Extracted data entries
Content starts

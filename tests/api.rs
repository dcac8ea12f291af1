use appcursor::collector::{CollectionError, Collector};
use appcursor::model::InventoryItem;
use appcursor::{AppService, Config, StartOutcome};
use async_trait::async_trait;
use reqwest::StatusCode;
use serde_json::Value;
use std::net::SocketAddr;
use std::sync::Arc;
use std::time::Duration;
use tempfile::TempDir;
use tokio::sync::Notify;

/// Returns two applications once the gate is opened.
struct GatedCollector {
    gate: Arc<Notify>,
}

#[async_trait]
impl Collector for GatedCollector {
    async fn collect(&self) -> Result<Vec<InventoryItem>, CollectionError> {
        self.gate.notified().await;
        Ok(vec![
            InventoryItem::new("Foo", "1.0", "/opt/foo", "2024-01-01"),
            InventoryItem::new("Bar", "2.0", "/opt/bar", "2024-01-02"),
        ])
    }
}

struct TestApp {
    _dir: TempDir,
    service: AppService,
    gate: Arc<Notify>,
    base: String,
    client: reqwest::Client,
}

impl TestApp {
    async fn start() -> Self {
        let dir = tempfile::tempdir().unwrap();
        let gate = Arc::new(Notify::new());
        let config = Config {
            api_port: 0,
            db_path: dir.path().join("storage.db"),
            ..Config::default()
        };
        let service = AppService::with_config(
            config,
            dir.path().join("config.toml"),
            Arc::new(GatedCollector {
                gate: Arc::clone(&gate),
            }),
        )
        .unwrap();

        let addr = service.start_api(None, None).await.unwrap().addr();

        Self {
            _dir: dir,
            service,
            gate,
            base: base_url(addr),
            client: reqwest::Client::new(),
        }
    }

    fn url(&self, path: &str) -> String {
        format!("{}{}", self.base, path)
    }

    async fn get(&self, path: &str) -> (StatusCode, Value) {
        let resp = self.client.get(self.url(path)).send().await.unwrap();
        let status = resp.status();
        (status, resp.json().await.unwrap())
    }

    async fn post(&self, path: &str) -> (StatusCode, Value) {
        let resp = self.client.post(self.url(path)).send().await.unwrap();
        let status = resp.status();
        (status, resp.json().await.unwrap())
    }

    /// Waits until `count` scans are recorded and the status has left
    /// `scanning`.
    async fn wait_for_scans(&self, count: usize) {
        for _ in 0..200 {
            let (_, scans) = self.get("/scans").await;
            let (_, status) = self.get("/status").await;
            let recorded = scans["data"].as_array().map(Vec::len).unwrap_or(0);
            if recorded >= count && status["data"]["state"] != "scanning" {
                return;
            }
            tokio::time::sleep(Duration::from_millis(20)).await;
        }
        panic!("scan did not finish");
    }

    /// Runs one scan through the API and waits for it.
    async fn scan(&self) {
        let (status, _) = self.post("/scan").await;
        assert_eq!(status, StatusCode::ACCEPTED);
        self.gate.notify_one();
        self.wait_for_scans(1).await;
    }
}

fn base_url(addr: SocketAddr) -> String {
    format!("http://{}/api/v1", addr)
}

#[tokio::test]
async fn test_status_starts_idle() {
    let app = TestApp::start().await;

    let (status, body) = app.get("/status").await;

    assert_eq!(status, StatusCode::OK);
    assert_eq!(body["status"], "success");
    assert_eq!(body["data"]["state"], "idle");
    assert_eq!(body["data"]["progress"], 0);
    assert_eq!(body["data"]["version"], env!("CARGO_PKG_VERSION"));
}

#[tokio::test]
async fn test_scan_then_list_applications() {
    let app = TestApp::start().await;
    app.scan().await;

    let (status, body) = app.get("/applications").await;
    assert_eq!(status, StatusCode::OK);

    let inventory = &body["data"];
    assert_eq!(inventory["totalApplications"], 2);
    assert_eq!(inventory["applications"][0]["name"], "Bar");
    assert_eq!(inventory["applications"][0]["id"], "app-001");
    assert_eq!(inventory["applications"][1]["name"], "Foo");

    let (_, status_body) = app.get("/status").await;
    assert_eq!(status_body["data"]["state"], "idle");
    assert_eq!(status_body["data"]["progress"], 100);

    let (_, scans) = app.get("/scans").await;
    assert_eq!(scans["data"][0]["status"], "success");
}

#[tokio::test]
async fn test_second_scan_is_rejected_while_running() {
    let app = TestApp::start().await;

    let (first, _) = app.post("/scan").await;
    assert_eq!(first, StatusCode::ACCEPTED);

    let (second, body) = app.post("/scan").await;
    assert_eq!(second, StatusCode::CONFLICT);
    assert_eq!(body["status"], "error");
    assert_eq!(body["error"]["code"], "SCAN_IN_PROGRESS");

    app.gate.notify_one();
    app.wait_for_scans(1).await;

    let (_, scans) = app.get("/scans").await;
    assert_eq!(scans["data"].as_array().unwrap().len(), 1);
}

#[tokio::test]
async fn test_delete_missing_application_is_404() {
    let app = TestApp::start().await;

    let resp = app
        .client
        .delete(app.url("/applications/999"))
        .send()
        .await
        .unwrap();
    assert_eq!(resp.status(), StatusCode::NOT_FOUND);

    let body: Value = resp.json().await.unwrap();
    assert_eq!(body["status"], "error");
    assert_eq!(body["error"]["code"], "DELETE_FAILED");
    assert!(body["error"]["message"].as_str().unwrap().contains("999"));
}

#[tokio::test]
async fn test_delete_application_by_store_id() {
    let app = TestApp::start().await;
    app.scan().await;

    let (_, body) = app.get("/applications").await;
    let id = body["data"]["applications"][0]["storeId"].as_i64().unwrap();

    let (status, body) = app.post(&format!("/delete_app/{}", id)).await;
    assert_eq!(status, StatusCode::OK);
    assert_eq!(body["status"], "success");

    let (_, body) = app.get("/applications").await;
    assert_eq!(body["data"]["totalApplications"], 1);
    assert_eq!(body["data"]["applications"][0]["name"], "Foo");
}

#[tokio::test]
async fn test_patch_application() {
    let app = TestApp::start().await;
    app.scan().await;

    let (_, body) = app.get("/applications").await;
    let id = body["data"]["applications"][0]["storeId"].as_i64().unwrap();

    let resp = app
        .client
        .patch(app.url(&format!("/applications/{}", id)))
        .json(&serde_json::json!({ "version": "2.1" }))
        .send()
        .await
        .unwrap();
    assert_eq!(resp.status(), StatusCode::OK);

    let (_, body) = app.get("/applications").await;
    assert_eq!(body["data"]["applications"][0]["version"], "2.1");
}

#[tokio::test]
async fn test_patch_unknown_field_is_rejected() {
    let app = TestApp::start().await;
    app.scan().await;

    let resp = app
        .client
        .patch(app.url("/applications/1"))
        .json(&serde_json::json!({ "name = 'x'; --": "y" }))
        .send()
        .await
        .unwrap();
    assert_eq!(resp.status(), StatusCode::BAD_REQUEST);

    let body: Value = resp.json().await.unwrap();
    assert_eq!(body["error"]["code"], "INVALID_FIELD");
}

#[tokio::test]
async fn test_send_without_remote_is_bad_gateway() {
    let app = TestApp::start().await;

    let (status, body) = app.post("/send_data").await;

    assert_eq!(status, StatusCode::BAD_GATEWAY);
    assert_eq!(body["error"]["code"], "SEND_FAILED");
    assert_eq!(body["error"]["details"], "Remote URL not set.");
}

#[tokio::test]
async fn test_start_twice_keeps_one_server() {
    let app = TestApp::start().await;
    let addr = app.service.api_addr().await.unwrap();

    let again = app.service.start_api(None, None).await.unwrap();
    assert_eq!(again, StartOutcome::AlreadyRunning(addr));

    let (status, _) = app.get("/status").await;
    assert_eq!(status, StatusCode::OK);
}

#[tokio::test]
async fn test_stop_releases_listener() {
    let app = TestApp::start().await;
    let addr = app.service.api_addr().await.unwrap();

    assert!(app.service.stop_api().await.unwrap());
    assert!(!app.service.stop_api().await.unwrap());
    assert!(app.service.api_addr().await.is_none());

    let listener = tokio::net::TcpListener::bind(addr).await;
    assert!(listener.is_ok());
}

#[tokio::test]
async fn test_restart_serves_again() {
    let app = TestApp::start().await;

    let addr = app.service.restart_api().await.unwrap();

    let resp = app
        .client
        .get(format!("{}/status", base_url(addr)))
        .send()
        .await
        .unwrap();
    assert_eq!(resp.status(), StatusCode::OK);
}

async fn error_body(resp: reqwest::Response) -> Value {
    let body: Value = resp.json().await.unwrap();
    assert_eq!(body["status"], "error");
    body
}

#[tokio::test]
async fn test_malformed_body_uses_error_envelope() {
    let app = TestApp::start().await;
    let url = app.url("/applications/1");

    let resp = app
        .client
        .patch(&url)
        .header("content-type", "application/json")
        .body("not json")
        .send()
        .await
        .unwrap();
    assert_eq!(resp.status(), StatusCode::BAD_REQUEST);
    assert_eq!(error_body(resp).await["error"]["code"], "BAD_REQUEST");

    let resp = app
        .client
        .patch(&url)
        .json(&serde_json::json!({ "name": 5 }))
        .send()
        .await
        .unwrap();
    assert_eq!(resp.status(), StatusCode::UNPROCESSABLE_ENTITY);
    assert_eq!(error_body(resp).await["error"]["code"], "BAD_REQUEST");

    let resp = app
        .client
        .patch(&url)
        .body(r#"{"name":"x"}"#)
        .send()
        .await
        .unwrap();
    assert_eq!(resp.status(), StatusCode::UNSUPPORTED_MEDIA_TYPE);
    let body = error_body(resp).await;
    assert!(body["error"]["details"].is_string());
}

#[tokio::test]
async fn test_non_numeric_id_uses_error_envelope() {
    let app = TestApp::start().await;

    let resp = app
        .client
        .delete(app.url("/applications/abc"))
        .send()
        .await
        .unwrap();
    assert_eq!(resp.status(), StatusCode::BAD_REQUEST);
    assert_eq!(error_body(resp).await["error"]["code"], "BAD_REQUEST");

    let (status, body) = app.post("/delete_app/abc").await;
    assert_eq!(status, StatusCode::BAD_REQUEST);
    assert_eq!(body["status"], "error");

    let resp = app
        .client
        .patch(app.url("/scans/abc"))
        .json(&serde_json::json!({ "status": "failed" }))
        .send()
        .await
        .unwrap();
    assert_eq!(resp.status(), StatusCode::BAD_REQUEST);
    error_body(resp).await;
}

#[tokio::test]
async fn test_invalid_scan_status_is_rejected() {
    let app = TestApp::start().await;
    app.scan().await;

    let (_, scans) = app.get("/scans").await;
    let id = scans["data"][0]["id"].as_i64().unwrap();

    let resp = app
        .client
        .patch(app.url(&format!("/scans/{}", id)))
        .json(&serde_json::json!({ "status": "bogus" }))
        .send()
        .await
        .unwrap();
    assert_eq!(resp.status(), StatusCode::BAD_REQUEST);
    assert_eq!(error_body(resp).await["error"]["code"], "INVALID_FIELD");

    let resp = app
        .client
        .patch(app.url(&format!("/scans/{}", id)))
        .json(&serde_json::json!({ "status": "failed" }))
        .send()
        .await
        .unwrap();
    assert_eq!(resp.status(), StatusCode::OK);

    let (_, scans) = app.get("/scans").await;
    assert_eq!(scans["data"][0]["status"], "failed");
}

Content ends

PROBLEM REQUIREMENTS → Go through the data above from its first line and copy each line exactly, stopping once the line with "use tokio::sync::Notify;" has been copied.

COMPLETED EXERCISE →
filename tests/api.rs
repository dcac8ea12f291af1
use appcursor::collector::{CollectionError, Collector};
use appcursor::model::InventoryItem;
use appcursor::{AppService, Config, StartOutcome};
use async_trait::async_trait;
use reqwest::StatusCode;
use serde_json::Value;
use std::net::SocketAddr;
use std::sync::Arc;
use std::time::Duration;
use tempfile::TempDir;
use tokio::sync::Notify;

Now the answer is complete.